I like McGinn's formulation that it is possible to recognize our
limitations, to realize that we simply lack the mental capabilities. This
was wonderfully brought out in Flatland by A. Square (1870?). This
formulation is helpful to the man of science who is troubled by his
>>If you are uneasy with the soul (mind) and its "baggage" then just drop
>>subject. A materialistic explanation of the brain has no need of soul
>>(mind), biology has no need of soul. Only the philosopher needs a
>>conjunction of soul and body so that he may have something to talk about.
>A materialistic explanation of the brain has no need of soul -- true.
>But an intentional explanation of the doings of a human person does, in
>a sense, have need of soul. For it needs to cite intentional (and
>other) psychological attributes of the person, and these are irreducible
>to the terms of mechanistic explanations.
That psychological attributes are irreducible is the flat assertion of a man
desperate for publication. Of course they are reducible to neural
explanation. That the reduction can be difficult is irrelevant. Aplysia
decides to retract his mantle and does so. We say we can trace out the
neurons involved because it is a (relatively) simple case. Aplysia only
thought he had decided, the neurons did it for him. So it is with man.

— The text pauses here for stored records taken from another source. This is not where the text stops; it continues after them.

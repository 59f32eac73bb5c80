//! PostgreSQL implementation of the link store.

use async_trait::async_trait;
use chrono::{DateTime, Utc};
use serde_json::json;
use sqlx::PgPool;
use std::sync::Arc;

use crate::domain::entities::{Identity, NewTinylink, Tinylink, TinylinkPatch};
use crate::domain::repositories::LinkStore;
use crate::error::AppError;

/// PostgreSQL store for tinylinks.
///
/// Alias scoping relies on two partial unique indexes (public aliases, and
/// `(owner_user_id, alias)` among private ones); a violation of either surfaces
/// as [`AppError::AliasExists`] through the `sqlx::Error` conversion.
pub struct PgLinkStore {
    pool: Arc<PgPool>,
}

impl PgLinkStore {
    /// Creates a new store with a database connection pool.
    pub fn new(pool: Arc<PgPool>) -> Self {
        Self { pool }
    }

}

#[derive(sqlx::FromRow)]
struct TinylinkRow {
    id: i64,
    alias: String,
    url: String,
    owner_user_id: Option<i64>,
    owner_guest_id: Option<String>,
    private: bool,
    domain: Option<String>,
    version: i64,
    usage_count: i64,
    created_at: DateTime<Utc>,
    updated_at: DateTime<Utc>,
    last_visited_at: Option<DateTime<Utc>>,
    expires_at: Option<DateTime<Utc>>,
}

impl TryFrom<TinylinkRow> for Tinylink {
    type Error = AppError;

    fn try_from(row: TinylinkRow) -> Result<Self, Self::Error> {
        let owner = match (row.owner_user_id, row.owner_guest_id) {
            (Some(user_id), None) => Identity::User {
                id: u64::try_from(user_id).map_err(|_| corrupt_owner(row.id))?,
            },
            (None, Some(uuid)) => Identity::Guest { uuid },
            _ => return Err(corrupt_owner(row.id)),
        };

        Ok(Tinylink {
            id: row.id,
            alias: row.alias,
            url: row.url,
            owner,
            private: row.private,
            domain: row.domain,
            version: row.version,
            usage_count: row.usage_count,
            created_at: row.created_at,
            updated_at: row.updated_at,
            last_visited_at: row.last_visited_at,
            expires_at: row.expires_at,
        })
    }
}

fn corrupt_owner(id: i64) -> AppError {
    tracing::error!(link_id = id, "Tinylink row has an invalid owner");
    AppError::internal("Corrupt link owner", json!({ "id": id }))
}

/// Splits an identity into the `(owner_user_id, owner_guest_id)` column pair.
fn owner_columns(owner: &Identity) -> Result<(Option<i64>, Option<String>), AppError> {
    match owner {
        Identity::User { id } => {
            let id = i64::try_from(*id).map_err(|_| {
                AppError::bad_request("User id out of range", json!({ "user_id": id }))
            })?;
            Ok((Some(id), None))
        }
        Identity::Guest { uuid } => Ok((None, Some(uuid.clone()))),
    }
}

fn rows_to_links(rows: Vec<TinylinkRow>) -> Result<Vec<Tinylink>, AppError> {
    rows.into_iter().map(Tinylink::try_from).collect()
}

#[async_trait]
impl LinkStore for PgLinkStore {
    async fn create(&self, new_link: NewTinylink) -> Result<Tinylink, AppError> {
        let (owner_user_id, owner_guest_id) = owner_columns(&new_link.owner)?;

        let row = sqlx::query_as::<_, TinylinkRow>(
            r#"
            INSERT INTO tinylinks (alias, url, owner_user_id, owner_guest_id, private, domain, expires_at)
            VALUES ($1, $2, $3, $4, $5, $6, $7)
            RETURNING id, alias, url, owner_user_id, owner_guest_id, private, domain,
                      version, usage_count, created_at, updated_at, last_visited_at, expires_at
            "#,
        )
        .bind(&new_link.alias)
        .bind(&new_link.url)
        .bind(owner_user_id)
        .bind(owner_guest_id)
        .bind(new_link.private)
        .bind(&new_link.domain)
        .bind(new_link.expires_at)
        .fetch_one(self.pool.as_ref())
        .await?;

        row.try_into()
    }

    async fn find_public(&self, alias: &str) -> Result<Option<Tinylink>, AppError> {
        let row = sqlx::query_as::<_, TinylinkRow>(
            r#"
            SELECT id, alias, url, owner_user_id, owner_guest_id, private, domain,
                   version, usage_count, created_at, updated_at, last_visited_at, expires_at
            FROM tinylinks
            WHERE alias = $1 AND NOT private
            "#,
        )
        .bind(alias)
        .fetch_optional(self.pool.as_ref())
        .await?;

        row.map(Tinylink::try_from).transpose()
    }

    async fn find_private(
        &self,
        owner_user_id: u64,
        alias: &str,
    ) -> Result<Option<Tinylink>, AppError> {
        let (owner_user_id, _) = owner_columns(&Identity::user(owner_user_id))?;

        let row = sqlx::query_as::<_, TinylinkRow>(
            r#"
            SELECT id, alias, url, owner_user_id, owner_guest_id, private, domain,
                   version, usage_count, created_at, updated_at, last_visited_at, expires_at
            FROM tinylinks
            WHERE alias = $1 AND private AND owner_user_id = $2
            "#,
        )
        .bind(alias)
        .bind(owner_user_id)
        .fetch_optional(self.pool.as_ref())
        .await?;

        row.map(Tinylink::try_from).transpose()
    }

    async fn update(
        &self,
        owner: &Identity,
        id: i64,
        expected_version: i64,
        patch: TinylinkPatch,
    ) -> Result<Option<Tinylink>, AppError> {
        let (owner_user_id, owner_guest_id) = owner_columns(owner)?;
        let set_domain = patch.domain.is_some();
        let set_expires_at = patch.expires_at.is_some();

        let row = sqlx::query_as::<_, TinylinkRow>(
            r#"
            UPDATE tinylinks
            SET url        = COALESCE($5, url),
                domain     = CASE WHEN $6 THEN $7 ELSE domain END,
                expires_at = CASE WHEN $8 THEN $9 ELSE expires_at END,
                version    = version + 1,
                updated_at = NOW()
            WHERE id = $1
              AND version = $2
              AND (owner_user_id = $3 OR owner_guest_id = $4)
            RETURNING id, alias, url, owner_user_id, owner_guest_id, private, domain,
                      version, usage_count, created_at, updated_at, last_visited_at, expires_at
            "#,
        )
        .bind(id)
        .bind(expected_version)
        .bind(owner_user_id)
        .bind(owner_guest_id)
        .bind(patch.url)
        .bind(set_domain)
        .bind(patch.domain.flatten())
        .bind(set_expires_at)
        .bind(patch.expires_at.flatten())
        .fetch_optional(self.pool.as_ref())
        .await?;

        row.map(Tinylink::try_from).transpose()
    }

    async fn list_by_owner(&self, owner: &Identity) -> Result<Vec<Tinylink>, AppError> {
        let (owner_user_id, owner_guest_id) = owner_columns(owner)?;

        let rows = sqlx::query_as::<_, TinylinkRow>(
            r#"
            SELECT id, alias, url, owner_user_id, owner_guest_id, private, domain,
                   version, usage_count, created_at, updated_at, last_visited_at, expires_at
            FROM tinylinks
            WHERE owner_user_id = $1 OR owner_guest_id = $2
            ORDER BY created_at DESC, id DESC
            "#,
        )
        .bind(owner_user_id)
        .bind(owner_guest_id)
        .fetch_all(self.pool.as_ref())
        .await?;

        rows_to_links(rows)
    }

    async fn delete(&self, owner: &Identity, alias: &str) -> Result<Vec<Tinylink>, AppError> {
        let (owner_user_id, owner_guest_id) = owner_columns(owner)?;

        let rows = sqlx::query_as::<_, TinylinkRow>(
            r#"
            DELETE FROM tinylinks
            WHERE alias = $1
              AND (owner_user_id = $2 OR owner_guest_id = $3)
            RETURNING id, alias, url, owner_user_id, owner_guest_id, private, domain,
                      version, usage_count, created_at, updated_at, last_visited_at, expires_at
            "#,
        )
        .bind(alias)
        .bind(owner_user_id)
        .bind(owner_guest_id)
        .fetch_all(self.pool.as_ref())
        .await?;

        rows_to_links(rows)
    }

    async fn record_visit(&self, id: i64) -> Result<(), AppError> {
        sqlx::query(
            r#"
            UPDATE tinylinks
            SET usage_count = usage_count + 1,
                last_visited_at = NOW()
            WHERE id = $1
            "#,
        )
        .bind(id)
        .execute(self.pool.as_ref())
        .await?;

        Ok(())
    }

    /// Last value handed out by the row id sequence. A failed insert still
    /// consumes its value.
    async fn alias_counter_floor(&self) -> Result<u64, AppError> {
        let last: i64 = sqlx::query_scalar("SELECT last_value FROM tinylinks_id_seq")
            .fetch_one(self.pool.as_ref())
            .await?;

        Ok(u64::try_from(last).unwrap_or(0))
    }

    async fn health_check(&self) -> bool {
        sqlx::query("SELECT 1")
            .execute(self.pool.as_ref())
            .await
            .is_ok()
    }
}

>For example, there is a perfectly mundane, common-sense intentional
>explanation of why I stopped in at the convenience store on my way home
>today -- I remembered I was out of milk and wanted to pick some up to
>have with my Cornflakes tomorrow morning. I know the milk costs a little
>more there than it does at the supermarket, but that is OK with me since it
>easier to get it on my way home than make a special trip. And so on.
You remembered? Why did you remember? I hypothesize that a memory is the
activation of a constellation of neurons. An examination of the situation
would produce a triggering event. Possibly the sight of the convenience
store sent a burst of signal energy flowing through your interneurons and
excited the constellation that you call "a memory of the need for milk". But
you hesitated for a fraction of a second, "It costs more, but that's all
right". Why and how did you hesitate? I hypothesize you hesitated because
the constellation of neurons "milk" and a constellation "convenience store"

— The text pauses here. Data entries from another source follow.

//! Tinylink entity and its creation/update inputs.

use chrono::{DateTime, Utc};
use serde::Serialize;

use super::identity::Identity;

/// A short alias mapped to a target URL, owned by a user or a guest.
///
/// `owner` and `private` never change after creation. `version` is bumped by
/// every successful update; `usage_count` and `last_visited_at` are a
/// best-effort side channel and do not touch `version`.
#[derive(Debug, Clone, PartialEq, Serialize)]
pub struct Tinylink {
    pub id: i64,
    pub alias: String,
    pub url: String,
    pub owner: Identity,
    pub private: bool,
    pub domain: Option<String>,
    pub version: i64,
    pub usage_count: i64,
    pub created_at: DateTime<Utc>,
    pub updated_at: DateTime<Utc>,
    pub last_visited_at: Option<DateTime<Utc>>,
    pub expires_at: Option<DateTime<Utc>>,
}

impl Tinylink {
    /// Returns true if the link has passed its expiry time.
    pub fn is_expired(&self) -> bool {
        self.is_expired_at(Utc::now())
    }

    pub fn is_expired_at(&self, now: DateTime<Utc>) -> bool {
        self.expires_at.is_some_and(|e| now >= e)
    }

    pub fn is_owned_by(&self, identity: &Identity) -> bool {
        &self.owner == identity
    }
}

/// Input data for inserting a new link.
#[derive(Debug, Clone, PartialEq)]
pub struct NewTinylink {
    pub alias: String,
    pub url: String,
    pub owner: Identity,
    pub private: bool,
    pub domain: Option<String>,
    pub expires_at: Option<DateTime<Utc>>,
}

/// Partial update for an existing link.
///
/// `None` fields are left unchanged. For the double options, `Some(None)`
/// clears the value and `Some(Some(v))` sets it.
#[derive(Debug, Clone, Default, PartialEq)]
pub struct TinylinkPatch {
    pub url: Option<String>,
    pub domain: Option<Option<String>>,
    pub expires_at: Option<Option<DateTime<Utc>>>,
}

impl TinylinkPatch {
    pub fn is_empty(&self) -> bool {
        self.url.is_none() && self.domain.is_none() && self.expires_at.is_none()
    }
}

#[cfg(test)]
pub(crate) fn sample_link(id: i64, alias: &str, owner: Identity, private: bool) -> Tinylink {
    let now = Utc::now();
    Tinylink {
        id,
        alias: alias.to_string(),
        url: "https://example.org".to_string(),
        owner,
        private,
        domain: None,
        version: 1,
        usage_count: 0,
        created_at: now,
        updated_at: now,
        last_visited_at: None,
        expires_at: None,
    }
}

activated another constellation "costs more" that activated neurons in the
reticular nucleus of the thalamus which inhibited neurons in the ventral
anterior-ventral lateral nucleus of the thalamus and stopped the motor
program "turning into the convenience store" for a fraction of a second. You
hesitated. Then "future hungry" neurons in the brainstem overrode the "cost
more" neurons in the cortex and inhibited the neurons in the reticular
nucleus of the thalamus and disinhibited the neurons in the V.A.-V.L.

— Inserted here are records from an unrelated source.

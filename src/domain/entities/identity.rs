//! Caller identity: an authenticated user or an anonymous guest.

use serde::{Deserialize, Serialize};
use std::fmt;
use std::str::FromStr;
use uuid::Uuid;

/// The identity a request acts as.
///
/// Exactly one variant is active per request. Users are durable and come from a
/// login exchange; guests are minted on first contact and persisted in a cookie.
///
/// The textual form (`user:<id>` / `guest:<uuid>`) is the owner key used for
/// refresh credential state and the `sub` claim of access credentials.
#[derive(Debug, Clone, PartialEq, Eq, Hash, Serialize, Deserialize)]
#[serde(tag = "kind", rename_all = "snake_case")]
pub enum Identity {
    User { id: u64 },
    Guest { uuid: String },
}

/// Error returned when parsing an [`Identity`] from its textual form.
#[derive(Debug, Clone, PartialEq, Eq, thiserror::Error)]
#[error("invalid identity: {0}")]
pub struct ParseIdentityError(String);

impl Identity {
    pub fn user(id: u64) -> Self {
        Self::User { id }
    }

    /// Mints a fresh guest identity.
    pub fn new_guest() -> Self {
        Self::Guest {
            uuid: Uuid::new_v4().to_string(),
        }
    }

    /// Builds a guest identity from a cookie value, rejecting anything that is
    /// not a well-formed UUID.
    pub fn guest_from_cookie(value: &str) -> Option<Self> {
        Uuid::parse_str(value).ok().map(|u| Self::Guest {
            uuid: u.to_string(),
        })
    }

    pub fn is_user(&self) -> bool {
        matches!(self, Self::User { .. })
    }

    pub fn user_id(&self) -> Option<u64> {
        match self {
            Self::User { id } => Some(*id),
            Self::Guest { .. } => None,
        }
    }
}

impl fmt::Display for Identity {
    fn fmt(&self, f: &mut fmt::Formatter<'_>) -> fmt::Result {
        match self {
            Self::User { id } => write!(f, "user:{id}"),
            Self::Guest { uuid } => write!(f, "guest:{uuid}"),
        }
    }
}

impl FromStr for Identity {
    type Err = ParseIdentityError;

    fn from_str(s: &str) -> Result<Self, Self::Err> {
        match s.split_once(':') {
            Some(("user", id)) => id
                .parse::<u64>()
                .map(Self::user)
                .map_err(|_| ParseIdentityError(s.to_string())),
            Some(("guest", uuid)) => {
                Self::guest_from_cookie(uuid).ok_or_else(|| ParseIdentityError(s.to_string()))
            }
            _ => Err(ParseIdentityError(s.to_string())),
        }
    }
}
//! Top-level router configuration.
//!
//! # Route Structure
//!
//! - `GET  /{alias}`     - Public short link redirect
//! - `GET  /health`      - Health check: store, cache, visit queue
//! - `GET  /p/{alias}`   - Private redirect (identity required)
//! - `/api/*`            - Link management and session (identity required)
//!
//! # Middleware
//!
//! - **Tracing** - Structured request/response logging
//! - **Rate limiting** - Per-IP token bucket on identity-scoped routes
//! - **Identity** - Access/refresh credentials or guest cookie
//! - **Path normalization** - Trailing slash handling

use crate::api;
use crate::api::handlers::{health_handler, public_redirect_handler};
use crate::api::middleware::rate_limit::{self, RateLimitSettings};
use crate::api::middleware::tracing;
use crate::state::AppState;
use anyhow::Result;
use axum::Router;
use axum::routing::get;
use tower::Layer;
use tower_http::normalize_path::{NormalizePath, NormalizePathLayer};

/// Constructs the application router with all routes and middleware.
///
/// # Errors
///
/// Returns an error if the rate limit settings are unusable (zero rate or
/// burst).
pub fn app_router(state: AppState, limits: &RateLimitSettings) -> Result<NormalizePath<Router>> {
    let protected = rate_limit::apply(api::routes::protected_routes(state.clone()), limits)?;
    let router = assemble(state, protected);

    Ok(NormalizePathLayer::trim_trailing_slash().layer(router))
}

/// Same routes as [`app_router`] without the rate limiter (which needs the
/// peer address) and without path normalization. Used by in-process test
/// servers.
pub fn unlimited_router(state: AppState) -> Router {
    let protected = api::routes::protected_routes(state.clone());
    assemble(state, protected)
}

fn assemble(state: AppState, protected: Router<AppState>) -> Router {
    Router::new()
        .route("/{alias}", get(public_redirect_handler))
        .route("/health", get(health_handler))
        .merge(protected)
        .with_state(state)
        .layer(tracing::layer())
}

complex and the motor program flowed through to the motor and pre-motor
cortex and you turned into the convenience store. You said to yourself, "I
decided that I need the milk more than I need the money."
Naturally this is a most abbreviated version of what actually went on among
your neurons because there were ever so many involved. Probably you won't
see this reduction as other than babble because your mind is made up. Pity.